Am imagining people living there with fear in their hearts, fear for their children, with fear that they may be killed one day by a group of nationalists. With fear that one day their children might not come back from school and later their bodies will be found with nationalistic laces around their necks…

It is not a life… It’s a nightmare… When is the sunrise?


6 Responses to “Moscow nightmares – Life in fear”

  1. Mr. E Says:

    Hopefully Armenia will never be like that. So far there don’t seem to be too many problems regarding the minorities (Molokan Russians, Assyrians, Yezidi Kurds, etc.) Just a lack of proper education in their respective languages. Then again, I don’t think the Molokans speak Armenian. I hope things never turn out like that for them.
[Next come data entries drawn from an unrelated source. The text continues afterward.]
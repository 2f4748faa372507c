//! Record id path extractor.

use addressbook_persistence::RecordId;
use axum::{
    extract::{FromRequestParts, Path},
    http::request::Parts,
};

use crate::error::RestError;

/// The `{id}` path segment, parsed into a [`RecordId`].
///
/// Malformed ids are rejected with 400 before any handler code runs, so a
/// bad id never reaches the datastore.
///
/// # Example
///
/// ```rust,ignore
/// use addressbook_rest::extractors::RecordIdPath;
///
/// async fn handler(RecordIdPath(id): RecordIdPath) {
///     println!("id: {}", id);
/// }
/// ```
#[derive(Debug, Clone, Copy)]
pub struct RecordIdPath(pub RecordId);

impl<S> FromRequestParts<S> for RecordIdPath
where
    S: Send + Sync,
{
    type Rejection = RestError;

    async fn from_request_parts(parts: &mut Parts, state: &S) -> Result<Self, Self::Rejection> {
        let Path(raw) = Path::<String>::from_request_parts(parts, state)
            .await
            .map_err(|e| RestError::BadRequest {
                message: e.body_text(),
            })?;

        let id = RecordId::parse(&raw)?;
        Ok(RecordIdPath(id))
    }
}
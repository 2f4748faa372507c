//! # addressbook-rest - HTTP API for the address book
//!
//! This crate exposes the contact records managed by
//! [`addressbook_persistence`] over HTTP with JSON and CSV representations.
//!
//! ## Quick Start
//!
//! ```rust,ignore
//! use addressbook_persistence::backends::memory::MemoryBackend;
//! use addressbook_rest::{create_app_with_config, ServerConfig};
//!
//! #[tokio::main]
//! async fn main() -> anyhow::Result<()> {
//!     let config = ServerConfig::default();
//!     let app = create_app_with_config(MemoryBackend::new(), config);
//!
//!     let listener = tokio::net::TcpListener::bind("127.0.0.1:8080").await?;
//!     axum::serve(listener, app).await?;
//!
//!     Ok(())
//! }
//! ```
//!
//! ## API Endpoints
//!
//! Contact routes live under `/api/v1/addressbook`:
//!
//! | Operation | HTTP Method | URL Pattern | Success |
//! |-----------|-------------|-------------|---------|
//! | list | GET | `/` or `/user` | 200 JSON array |
//! | create | POST | `/user` | 200 `{"id"}` |
//! | read | GET | `/user/{id}` | 200 record |
//! | update | PUT | `/user/{id}` | 200 record |
//! | delete | DELETE | `/user/{id}` | 200 `{"id"}` |
//! | export | GET | `/export` | 200 `text/csv`, 204 when empty |
//! | import | PUT | `/import` | 302 to `/api/v1/addressbook/` |
//! | clear | GET | `/clear` | 200 |
//!
//! `GET /health` and `GET /status` are served at the root.
//!
//! ## Error Handling
//!
//! | HTTP Status | Cause |
//! |-------------|-------|
//! | 400 | Invalid id, malformed JSON or CSV, field validation failure |
//! | 404 | Unknown record or path |
//! | 409 | Phone or e-mail already in use |
//! | 413 | Import body too large |
//! | 415 | Import body is not `text/csv` |
//! | 500 | Datastore failure or aborted import |
//!
//! ## Architecture
//!
//! - [`error`] - Error types and their HTTP mapping
//! - [`config`] - Server configuration
//! - [`state`] - Application state (service, configuration, health)
//! - [`handlers`] - HTTP request handlers
//! - [`middleware`] - Request counting and request ids
//! - [`extractors`] - Path, JSON and CSV extractors
//! - [`routing`] - Route configuration

// Enforce documentation
#![warn(missing_docs)]
#![warn(rustdoc::missing_crate_level_docs)]

pub mod config;
pub mod error;
pub mod extractors;
pub mod handlers;
pub mod middleware;
pub mod routing;
pub mod state;

// Re-export commonly used types
pub use config::ServerConfig;
pub use error::{RestError, RestResult};
pub use state::AppState;

use std::sync::Arc;

use addressbook_persistence::core::RecordStorage;
use axum::Router;
use tower::ServiceBuilder;
use tower_http::{
    cors::{Any, CorsLayer},
    timeout::TimeoutLayer,
    trace::TraceLayer,
};
use tracing::info;

/// Crate version, reported by the status endpoint.
pub const VERSION: &str = env!("CARGO_PKG_VERSION");

/// Creates the Axum application with default configuration.
///
/// This is a convenience function that creates the app with default settings.
/// For more control, use [`create_app_with_config`].
pub fn create_app<S>(storage: S) -> Router
where
    S: RecordStorage + Send + Sync + 'static,
{
    create_app_with_config(storage, ServerConfig::default())
}

/// Creates the Axum application with custom configuration.
///
/// The health handle is left detached, so `/health` reports an unknown
/// status. Use [`create_app_with_state`] to attach a running monitor.
pub fn create_app_with_config<S>(storage: S, config: ServerConfig) -> Router
where
    S: RecordStorage + Send + Sync + 'static,
{
    create_app_with_state(AppState::new(Arc::new(storage), config))
}

/// Creates the Axum application from prepared state.
///
/// This sets up every route together with tracing, request ids, the request
/// timeout and, when enabled, CORS.
pub fn create_app_with_state<S>(state: AppState<S>) -> Router
where
    S: RecordStorage + Send + Sync + 'static,
{
    let config = state.config().clone();
    info!(
        "Creating REST API server with backend: {}",
        state.service().storage().backend_name()
    );

    // Build the router with all routes
    let router = routing::create_routes(state);

    // Build middleware stack
    let service_builder = ServiceBuilder::new()
        .layer(middleware::request_id::set_request_id_layer())
        .layer(TraceLayer::new_for_http().make_span_with(middleware::request_id::make_request_span))
        .layer(middleware::request_id::propagate_request_id_layer())
        .layer(TimeoutLayer::with_status_code(
            axum::http::StatusCode::REQUEST_TIMEOUT,
            std::time::Duration::from_secs(config.request_timeout),
        ));

    // Add CORS if enabled
    let router = if config.enable_cors {
        let cors = build_cors_layer(&config);
        router.layer(cors)
    } else {
        router
    };

    // Apply remaining middleware
    router.layer(service_builder)
}

/// Builds the CORS layer based on configuration.
fn build_cors_layer(config: &ServerConfig) -> CorsLayer {
    let mut cors = CorsLayer::new();

    // Configure origins
    if config.cors_origins == "*" {
        cors = cors.allow_origin(Any);
    } else {
        let origins: Vec<_> = config
            .cors_origins
            .split(',')
            .filter_map(|s| s.trim().parse().ok())
            .collect();
        cors = cors.allow_origin(origins);
    }

    // Configure methods
    if config.cors_methods == "*" {
        cors = cors.allow_methods(Any);
    } else {
        let methods: Vec<_> = config
            .cors_methods
            .split(',')
            .filter_map(|s| s.trim().parse().ok())
            .collect();
        cors = cors.allow_methods(methods);
    }

    // Configure headers
    if config.cors_headers == "*" {
        cors = cors.allow_headers(Any);
    } else {
        let headers: Vec<_> = config
            .cors_headers
            .split(',')
            .filter_map(|s| s.trim().parse().ok())
            .collect();
        cors = cors.allow_headers(headers);
    }

    cors
}

/// Initializes the tracing subscriber for logging.
///
/// This should be called once at application startup. `RUST_LOG` takes
/// precedence over `level` when set.
///
/// # Arguments
///
/// * `level` - The log level (error, warn, info, debug, trace)
pub fn init_logging(level: &str) {
    use tracing_subscriber::{EnvFilter, fmt, prelude::*};

    let filter = EnvFilter::try_from_default_env().unwrap_or_else(|_| {
        EnvFilter::new(format!(
            "addressbook={level},addressbook_rest={level},\
             addressbook_persistence={level},tower_http=debug"
        ))
    });

    tracing_subscriber::registry()
        .with(fmt::layer())
        .with(filter)
        .init();
}

#[cfg(test)]
mod tests {
    use super::*;

    #[test]
    fn test_cors_layer_builds_from_lists() {
        let config = ServerConfig {
            cors_origins: "http://localhost:3000, http://example.com".to_string(),
            ..Default::default()
        };
        // Construction must not panic on explicit lists.
        let _ = build_cors_layer(&config);
    }
}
Let Russia be the laughing stock of the [civilized] world.

  2. Oneworld Multimedia :: Notes from the Armenian Blogosphere :: January :: 2007 Says:

    […] recently returning from Russia, local blogger Zarchka at Life Around Me has made two posts here and here on what she experienced while visiting Armenia’s “strategic […]

  3. Onnik Krikorian Says:

    Molokans do learn Armenian, but in later life. Even so, the lingua franca in everyday interaction with Armenians is Russian. Kids before their late teens rarely understand Armenian in the villages, however. It’s said that most Molokan males learn Armenian in the army, but I’m not sure if that’s true or not. Anyway, you’re right in saying that minority education is a problem as I detailed here.

  4. Myrthe Says:

    A good friend recently returned from Russia where he had been working for four years. He told me he was once beaten up and stabbed by skinheads there. Fortunately for him, this happened right in front of his appartment. He managed to press the “domafon” (intercom) at the entrance and call his relatives. They understood what was happening and came down quickly, which made the attackers run away. My friend told me that the scariest thing was the way they suddenly came up from behind and that during the whole thing these guys didn’t say a word. Everything happened in silence.

  5. Olga Says:

    It’s really so sad and scary that racism is spreading through Moscow! My brown-skinned Canadian friends asked me twice to show them around Moscow, and they really don’t get it when I tell them that it’s too dangerous because of racism! I’d never forgive myself if my friend and guest was beaten up by skinheads!!! Racism poisons our society by spreading hatred, hurts our economy by scaring away tourists, and gives Russia a bad name. Look at the world history – it’s also extremely dangerous.

  6. Zarchka Says:

    Thanks Olga for your comment, especially when as a Russian citizem as I guess, you lament the situation.